--- EXERCISE INPUTS ---
Content starts
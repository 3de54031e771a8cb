use leptos::prelude::*;
#[cfg(not(feature = "ssr"))]
use leptos_use::{UseIntervalReturn, use_interval};

use crate::{
    app::{Panel, PublishedState, SessionApp},
    error::SessionError,
    identity::IdentityClient,
    state::SessionState,
    transport::HttpTransport,
};

/// Reactive view of the published session state.
///
/// Provided as context by [`use_session`]. Use
/// ```no_run
/// use leptos::prelude::expect_context;
/// use leptos_keycloak_session::SessionSignals;
///
/// let session = expect_context::<SessionSignals>();
/// ```
/// or [`use_session_signals`] in any component rendered below the component that called
/// `use_session`.
#[derive(Debug, Clone, Copy)]
pub struct SessionSignals {
    pub published: Signal<PublishedState>,
    pub state: Signal<SessionState>,

    /// Derived signal stating `true` when `state` is `SessionState::Authenticated`.
    pub is_authenticated: Signal<bool>,

    pub last_error: Signal<Option<SessionError>>,
    pub public_data: Signal<Panel>,
    pub protected_data: Signal<Panel>,
}

/// Connects a [`SessionApp`] to the reactive system.
///
/// - Mirrors the published state into signals and provides them as [`SessionSignals`] context.
/// - Starts session initialization.
/// - Periodically checks the token age and refreshes the token before it expires.
///
/// With the `ssr` feature only the first point applies. The session is initialized and kept
/// fresh by the client after hydration.
///
/// Commands (login, logout, fetching data) are triggered on the `app` itself, e.g.
/// `leptos::task::spawn_local(async move { app.fetch_protected().await; })`.
pub fn use_session<I, T>(app: SessionApp<I, T>) -> SessionSignals
where
    I: IdentityClient,
    T: HttpTransport,
{
    let signals = mirror_published_state(&app);

    #[cfg(not(feature = "ssr"))]
    {
        tracing::trace!("Initializing session...");
        {
            let app = app.clone();
            leptos::task::spawn_local(async move {
                if let Err(err) = app.initialize().await {
                    tracing::error!(?err, "Session could not be initialized.");
                }
            });
        }

        let UseIntervalReturn { counter, .. } = use_interval::<u64>(
            app.controller()
                .options()
                .advanced
                .token_age_check_interval
                .as_millis()
                .try_into()
                .unwrap_or(u64::MAX),
        );
        Effect::new(move |_| {
            let _count = counter.get();
            let app = app.clone();
            leptos::task::spawn_local(async move {
                if let Some(outcome) = app.refresh_if_expiring().await {
                    tracing::trace!(?outcome, "Token was about to expire.");
                }
            });
        });
    }

    provide_context(signals);

    signals
}

/// Signals following every state published by `app`.
fn mirror_published_state<I, T>(app: &SessionApp<I, T>) -> SessionSignals
where
    I: IdentityClient,
    T: HttpTransport,
{
    let published = RwSignal::new(app.published());
    app.subscribe(move |state: &PublishedState| published.set(state.clone()));

    SessionSignals {
        published: published.into(),
        state: Signal::derive(move || published.with(|it| it.state)),
        is_authenticated: Signal::derive(move || published.with(|it| it.state.is_authenticated())),
        last_error: Signal::derive(move || published.with(|it| it.last_error.clone())),
        public_data: Signal::derive(move || published.with(|it| it.public_data.clone())),
        protected_data: Signal::derive(move || published.with(|it| it.protected_data.clone())),
    }
}

/// The [`SessionSignals`] provided by an ancestor's [`use_session`] call.
///
/// # Panics
/// Panics if `use_session` was not called in an ancestor component.
pub fn use_session_signals() -> SessionSignals {
    expect_context::<SessionSignals>()
}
Content ends
--- TASK REQUIREMENTS ---
After reading the listing, write out every line of it exactly.

--- RESPONSE AREA ---
repository 3de54031e771a8cb
use leptos::prelude::*;
#[cfg(not(feature = "ssr"))]
use leptos_use::{UseIntervalReturn, use_interval};

use crate::{
    app::{Panel, PublishedState, SessionApp},
    error::SessionError,
    identity::IdentityClient,
    state::SessionState,
    transport::HttpTransport,
};

/// Reactive view of the published session state.
///
/// Provided as context by [`use_session`]. Use
/// ```no_run
/// use leptos::prelude::expect_context;
/// use leptos_keycloak_session::SessionSignals;
///
/// let session = expect_context::<SessionSignals>();
/// ```
/// or [`use_session_signals`] in any component rendered below the component that called
/// `use_session`.
#[derive(Debug, Clone, Copy)]
pub struct SessionSignals {
    pub published: Signal<PublishedState>,
    pub state: Signal<SessionState>,

    /// Derived signal stating `true` when `state` is `SessionState::Authenticated`.
    pub is_authenticated: Signal<bool>,

    pub last_error: Signal<Option<SessionError>>,
    pub public_data: Signal<Panel>,
    pub protected_data: Signal<Panel>,
}

/// Connects a [`SessionApp`] to the reactive system.
///
/// - Mirrors the published state into signals and provides them as [`SessionSignals`] context.
/// - Starts session initialization.
/// - Periodically checks the token age and refreshes the token before it expires.
///
/// With the `ssr` feature only the first point applies. The session is initialized and kept
/// fresh by the client after hydration.
///
/// Commands (login, logout, fetching data) are triggered on the `app` itself, e.g.
/// `leptos::task::spawn_local(async move { app.fetch_protected().await; })`.
pub fn use_session<I, T>(app: SessionApp<I, T>) -> SessionSignals
where
    I: IdentityClient,
    T: HttpTransport,
{
    let signals = mirror_published_state(&app);

    #[cfg(not(feature = "ssr"))]
    {
        tracing::trace!("Initializing session...");
        {
            let app = app.clone();
            leptos::task::spawn_local(async move {
                if let Err(err) = app.initialize().await {
                    tracing::error!(?err, "Session could not be initialized.");
                }
            });
        }

        let UseIntervalReturn { counter, .. } = use_interval::<u64>(
            app.controller()
                .options()
                .advanced
                .token_age_check_interval
                .as_millis()
                .try_into()
                .unwrap_or(u64::MAX),
        );
        Effect::new(move |_| {
            let _count = counter.get();
            let app = app.clone();
            leptos::task::spawn_local(async move {
                if let Some(outcome) = app.refresh_if_expiring().await {
                    tracing::trace!(?outcome, "Token was about to expire.");
                }
            });
        });
    }

    provide_context(signals);

    signals
}

/// Signals following every state published by `app`.
fn mirror_published_state<I, T>(app: &SessionApp<I, T>) -> SessionSignals
where
    I: IdentityClient,
    T: HttpTransport,
{
    let published = RwSignal::new(app.published());
    app.subscribe(move |state: &PublishedState| published.set(state.clone()));

    SessionSignals {
        published: published.into(),
        state: Signal::derive(move || published.with(|it| it.state)),
        is_authenticated: Signal::derive(move || published.with(|it| it.state.is_authenticated())),
        last_error: Signal::derive(move || published.with(|it| it.last_error.clone())),
        public_data: Signal::derive(move || published.with(|it| it.public_data.clone())),
        protected_data: Signal::derive(move || published.with(|it| it.protected_data.clone())),
    }
}

/// The [`SessionSignals`] provided by an ancestor's [`use_session`] call.
///
/// # Panics
/// Panics if `use_session` was not called in an ancestor component.
pub fn use_session_signals() -> SessionSignals {
    expect_context::<SessionSignals>()
}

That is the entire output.